Omicron passes peak as hospitalizations hit new high

January 27, 2022
Graph shows Omicron surge peaked January 15.
"The curve looks like the Empire State Building to me," says Dr. Michael Sweat.

As anticipated by the Medical University of South Carolina’s COVID-19 tracking team, new data show that Omicron has peaked in the Charleston Tri-county area. It hit a pandemic high of 416 cases per day per 100,000 people on Jan. 15. It has steadily fallen since then. Over the last seven days, it dropped another 22% to 230 cases per day per 100,000 people.

“The curve looks like the Empire State Building to me,” said Michael Sweat, Ph.D., leader of the MUSC team, referring to the updated graph. The same holds true for all four areas the team tracks, including Florence, Lancaster and the Midlands.

“But I just can't stress enough how high the rate still is, though. I mean, that's a big number of people getting infected every day. I worry people are going to see the statement that things are declining rapidly and not be careful at this period where there's are a lot of cases occurring.”
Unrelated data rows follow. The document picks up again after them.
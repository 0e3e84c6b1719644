//! Operational signals shown on the briefing screen
//!
//! Each function is a fixed lookup over (category, wind speed). Wind
//! thresholds are strict: a wind speed equal to a threshold stays in the
//! lower bucket.

use serde::{Deserialize, Serialize};
use std::fmt;

use crate::value_objects::WeatherCategory;

/// Expected ground waiting time
#[derive(Debug, Clone, Copy, PartialEq, Eq, Hash, Serialize, Deserialize)]
pub enum WaitingTime {
    /// "10 min"
    TenMinutes,
    /// "15 min"
    FifteenMinutes,
    /// "20 min"
    TwentyMinutes,
    /// "25 min"
    TwentyFiveMinutes,
    /// "30 min"
    ThirtyMinutes,
    /// "45+ min"
    FortyFivePlus,
}

impl WaitingTime {
    /// Display label
    #[must_use]
    pub const fn label(&self) -> &'static str {
        match self {
            Self::TenMinutes => "10 min",
            Self::FifteenMinutes => "15 min",
            Self::TwentyMinutes => "20 min",
            Self::TwentyFiveMinutes => "25 min",
            Self::ThirtyMinutes => "30 min",
            Self::FortyFivePlus => "45+ min",
        }
    }
}

impl fmt::Display for WaitingTime {
    fn fmt(&self, f: &mut fmt::Formatter<'_>) -> fmt::Result {
        f.write_str(self.label())
    }
}

/// Runway congestion level
#[derive(Debug, Clone, Copy, PartialEq, Eq, Hash, PartialOrd, Ord, Serialize, Deserialize)]
pub enum RunwayCongestion {
    /// Minimal
    Minimal,
    /// Low
    Low,
    /// Medium
    Medium,
    /// High
    High,
}

impl RunwayCongestion {
    /// Display label
    #[must_use]
    pub const fn label(&self) -> &'static str {
        match self {
            Self::Minimal => "Minimal",
            Self::Low => "Low",
            Self::Medium => "Medium",
            Self::High => "High",
        }
    }
}

impl fmt::Display for RunwayCongestion {
    fn fmt(&self, f: &mut fmt::Formatter<'_>) -> fmt::Result {
        f.write_str(self.label())
    }
}

/// Expected waiting time for the given conditions
#[must_use]
pub fn waiting_time(category: WeatherCategory, wind_speed: f64) -> WaitingTime {
    use WeatherCategory as C;

    match category {
        C::Thunderstorm | C::Tornado | C::Squall => WaitingTime::FortyFivePlus,
        C::Rain | C::Drizzle | C::Snow => WaitingTime::ThirtyMinutes,
        C::Fog | C::Mist | C::Haze | C::Smoke => WaitingTime::TwentyFiveMinutes,
        C::Clouds if wind_speed > 10.0 => WaitingTime::TwentyMinutes,
        C::Clouds => WaitingTime::FifteenMinutes,
        C::Clear if wind_speed > 15.0 => WaitingTime::FifteenMinutes,
        C::Clear => WaitingTime::TenMinutes,
        C::Dust | C::Sand | C::Ash | C::Unknown => WaitingTime::TwentyMinutes,
    }
}

/// Runway congestion for the given conditions
#[must_use]
pub fn runway_congestion(category: WeatherCategory, wind_speed: f64) -> RunwayCongestion {
    use WeatherCategory as C;

    match category {
        C::Thunderstorm | C::Tornado | C::Squall | C::Snow => RunwayCongestion::High,
        C::Rain | C::Drizzle | C::Fog | C::Mist | C::Haze => RunwayCongestion::Medium,
        C::Clouds if wind_speed > 10.0 => RunwayCongestion::Medium,
        C::Clouds => RunwayCongestion::Low,
        C::Clear if wind_speed > 15.0 => RunwayCongestion::Low,
        C::Clear => RunwayCongestion::Minimal,
        C::Smoke | C::Dust | C::Sand | C::Ash | C::Unknown => RunwayCongestion::Low,
    }
}

/// Whether delays are likely for the given conditions
#[must_use]
pub fn delay_probability(category: WeatherCategory, wind_speed: f64) -> bool {
    use WeatherCategory as C;

    match category {
        C::Thunderstorm | C::Tornado | C::Squall | C::Snow | C::Rain | C::Fog => true,
        C::Drizzle | C::Mist | C::Haze => wind_speed > 8.0,
        C::Clouds => wind_speed > 12.0,
        C::Clear => wind_speed > 20.0,
        C::Smoke | C::Dust | C::Sand | C::Ash | C::Unknown => false,
    }
}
Adding to his concern is a record rise in another metric he keeps on eye on. The number of COVID patients in MUSC Health’s Charleston hospitals is now 178, up from 174 on Jan. 25 and 161 on Jan. 24. The numbers include patients in Ashley River Tower, the Institute of Psychiatry, University Hospital and the MUSC Shawn Jenkins Children’s Hospital.

“It's a large proportion of the overall number of people in the hospital. Every one of those people, for some period of time, has to be isolated, and it takes a lot of effort and time to treat somebody in isolation. So it's a really big burden on the hospital,” Sweat said.

Dr. Michael Sweat 
Dr. Michael Sweat

He said the increase was expected after the surge because hospitalizations usually run a few weeks behind infections. It takes time for someone to get sick enough to need to go to the hospital. Sweat expects hospitalizations to ease in the near future.

But he hopes something else rises as we ride out the rest of the Omicron wave: the number of people getting booster shots. “There's been some analysis of mortality and hospitalizations. Omicron hit Europe, the U.K., before us. They’re having about half the rate of mortality that we are. It's believed vaccination and boosting in particular are the reasons. We have very low boosting rates. I think it's 20-something percent for the whole country. In Europe, it's up over 50%. And the impact of boosting is profound. I don't think that message is getting out enough,” Sweat said.

“The vaccine effectiveness for hospitalization, comparing people who just had two shots, it's something like 34%. But if you got the booster, it's up around 80-something percent. So it has a huge impact when it comes to keeping you out of the hospital. I think we are suffering more than they are in places with higher boosting rates. The effect wanes, and that booster really primes your cellular immunity very strongly.”

And staying on top of pandemic precautions, such as booster shots, continues to be important as we face the possibility of more variants. One that’s in the news these days, the Omicron subvariant BA.2, isn’t a big worry for Sweat. “I would think that immunity from the mother variant, Omicron, would provide strong immunity against slight variants like this.”

But Sweat, a professor in MUSC’s College of Medicine, adjunct professor in the Johns Hopkins Bloomberg School of Public Health and former research scientist with the Centers for Disease Control and Prevention, is concerned about what else might be out there.

“A bigger worry to me is will another variant pop out of some weird space like Omicron did. Omicron did not come out of the lineage of Delta. It originated from the original Wuhan virus, they think, based on all of the genetics they’ve done.”